During World War II, the Japanese ambassador to Nazi Germany, General Hiroshi Oshima was well-informed on German military affairs. His reports went to Tokyo in Purple-enciphered radio messages. Examples include a comment that Hitler told him on June 3, 1941, that in every probability war with Russia cannot be avoided. In July and August 1942 he toured the Russian front and in 1944 the Atlantic Wall fortifications against invasion along the coasts of France and Belgium, and on September 4 that Hitler told him that Germany would strike in the West, probably in November. Since these messages were being read by the Allies, this provided valuable intelligence about German military preparations against the forthcoming invasion of Western Europe. He was described by General George Marshall as "our main basis of information regarding Hitler's intentions in Europe".
So how did the Germans get wind of this? Well, there seem to be two stories.
According to Francis Pike in Hirohito’s War, it was due to “British sloppiness” in 1941. The Germans had broken the British diplomatic code and some of the material deciphered suggested that the US was reading Japan’s diplomatic messages. The Germans passed on their suspicions but they simply were not believed.
The second version of events comes from the Wikipedia page for the Type B Cipher (linked above). This time, the Soviets take the blame.

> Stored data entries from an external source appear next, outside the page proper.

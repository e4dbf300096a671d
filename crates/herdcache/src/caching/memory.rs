//! The in-memory (local) cache tier.

use std::future::ready;
use std::time::{Duration, Instant, SystemTime};

use moka::ops::compute::{CompResult, Op};
use moka::policy::EvictionPolicy;

use super::{CacheKey, CacheName, time};

/// An item saved in the in-memory cache.
#[derive(Clone, Debug)]
pub struct CacheItem<T> {
    /// The cached value.
    pub value: T,
    /// When this value was written into the cache.
    pub created_at: SystemTime,
    /// The point in time from which on this item is no longer fresh.
    pub expires_at: SystemTime,
    /// When the deadline of this item was last extended by an access.
    ///
    /// Only sliding expiration records accesses, otherwise this is the same as `created_at`.
    pub last_accessed_at: SystemTime,
    /// When the computation that produced this value was started.
    pub(crate) started_at: SystemTime,
    /// Until when this item is kept for stale serving.
    pub(crate) retain_until: SystemTime,
}

impl<T> CacheItem<T> {
    /// Creates a new item that is fresh until `expires_at`, and retained for stale serving
    /// for another `stale_retention`.
    pub fn new(
        value: T,
        started_at: SystemTime,
        created_at: SystemTime,
        expires_at: SystemTime,
        stale_retention: Duration,
    ) -> Self {
        Self {
            value,
            created_at,
            expires_at,
            last_accessed_at: created_at,
            started_at,
            retain_until: expires_at + stale_retention,
        }
    }

    /// Whether this item and `other` were written by the same computation.
    fn same_attempt(&self, other: &Self) -> bool {
        self.started_at == other.started_at && self.created_at == other.created_at
    }
}

/// The result of a lookup in a cache tier.
#[derive(Debug)]
pub enum Lookup<T> {
    /// The item has not expired yet.
    Fresh(CacheItem<T>),
    /// The item is expired, but still retained for stale serving.
    Stale(CacheItem<T>),
    /// There is no usable item.
    Absent,
}

impl<T> Lookup<T> {
    pub(crate) fn classify(item: CacheItem<T>, now: SystemTime) -> Self {
        if now < item.expires_at {
            Lookup::Fresh(item)
        } else if now < item.retain_until {
            Lookup::Stale(item)
        } else {
            Lookup::Absent
        }
    }
}

/// A struct implementing [`moka::Expiry`] that keeps every item until its `retain_until` time.
struct CacheExpiration;

/// Returns the duration until `target_time`, or [`Duration::ZERO`] if that is in the past.
fn saturating_duration_until(target_time: SystemTime) -> Option<Duration> {
    Some(target_time.duration_since(time::now()).unwrap_or_default())
}

impl<T> moka::Expiry<CacheKey, CacheItem<T>> for CacheExpiration {
    fn expire_after_create(
        &self,
        _key: &CacheKey,
        value: &CacheItem<T>,
        _current_time: Instant,
    ) -> Option<Duration> {
        saturating_duration_until(value.retain_until)
    }

    fn expire_after_update(
        &self,
        _key: &CacheKey,
        value: &CacheItem<T>,
        _current_time: Instant,
        _current_duration: Option<Duration>,
    ) -> Option<Duration> {
        saturating_duration_until(value.retain_until)
    }
}

type InMemoryCache<T> = moka::future::Cache<CacheKey, CacheItem<T>>;

/// A bounded in-memory cache tier.
///
/// Once `capacity` entries are stored, the least recently used entries are evicted. Eviction
/// happens silently in the background.
#[derive(Clone)]
pub struct LocalTier<T> {
    cache: InMemoryCache<T>,
}

impl<T> std::fmt::Debug for LocalTier<T> {
    fn fmt(&self, f: &mut std::fmt::Formatter<'_>) -> std::fmt::Result {
        f.debug_struct("LocalTier")
            .field("entries", &self.cache.entry_count())
            .finish()
    }
}

impl<T: Clone + Send + Sync + 'static> LocalTier<T> {
    pub fn new(name: &CacheName, capacity: u64) -> Self {
        let cache = InMemoryCache::builder()
            .name(name.as_ref())
            .max_capacity(capacity)
            .eviction_policy(EvictionPolicy::lru())
            .expire_after(CacheExpiration)
            .build();

        Self { cache }
    }

    /// Looks up the item for `key`.
    pub async fn get(&self, key: &CacheKey) -> Lookup<T> {
        match self.cache.get(key).await {
            Some(item) => Lookup::classify(item, time::now()),
            None => Lookup::Absent,
        }
    }

    /// Stores `item` under `key`.
    ///
    /// Any existing item is replaced, unless it was produced by a computation that started later
    /// than the one that produced `item`. Returns `true` if the item was stored.
    pub async fn set(&self, key: &CacheKey, item: CacheItem<T>) -> bool {
        let result = self
            .cache
            .entry_by_ref(key)
            .and_compute_with(|existing| {
                let op = match existing {
                    Some(existing) if existing.value().started_at > item.started_at => Op::Nop,
                    _ => Op::Put(item),
                };
                ready(op)
            })
            .await;

        matches!(
            result,
            CompResult::Inserted(_) | CompResult::ReplacedWith(_)
        )
    }

    /// Extends the deadline of `item` to `ttl` from now.
    ///
    /// Nothing happens if the stored item has been replaced in the meantime.
    pub async fn touch(&self, key: &CacheKey, item: &CacheItem<T>, ttl: Duration) {
        self.cache
            .entry_by_ref(key)
            .and_compute_with(|existing| {
                let op = match existing {
                    Some(existing) if existing.value().same_attempt(item) => {
                        let mut touched = existing.into_value();
                        let retention = touched
                            .retain_until
                            .duration_since(touched.expires_at)
                            .unwrap_or_default();
                        let now = time::now();

                        touched.last_accessed_at = now;
                        touched.expires_at = now + ttl;
                        touched.retain_until = touched.expires_at + retention;
                        Op::Put(touched)
                    }
                    _ => Op::Nop,
                };
                ready(op)
            })
            .await;
    }

    /// Removes the item for `key`, if there is one.
    pub async fn remove(&self, key: &CacheKey) {
        self.cache.invalidate(key).await;
    }

    /// Removes all items.
    pub fn clear(&self) {
        self.cache.invalidate_all();
    }

    /// The approximate number of stored items.
    pub fn entry_count(&self) -> u64 {
        self.cache.entry_count()
    }

    /// Runs all pending maintenance, like evicting items over capacity.
    pub async fn run_pending_tasks(&self) {
        self.cache.run_pending_tasks().await;
    }
}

In April 1941, Hans Thomsen, a diplomat at the German embassy in Washington, D.C., sent a message to Joachim von Ribbentrop, the German foreign minister, informing him that "an absolutely reliable source" had told Thomsen that the Americans had broken the Japanese diplomatic cypher (that is, Purple). That source apparently was Konstantin Umansky, the Soviet ambassador to the US, who had deduced the leak based upon communications from Sumner Welles. The message was duly forwarded to the Japanese, but the use of the code continued.
Regardless, Imperial Japan continued to use the Type B Cipher throughout the war believing it to be unbreakable.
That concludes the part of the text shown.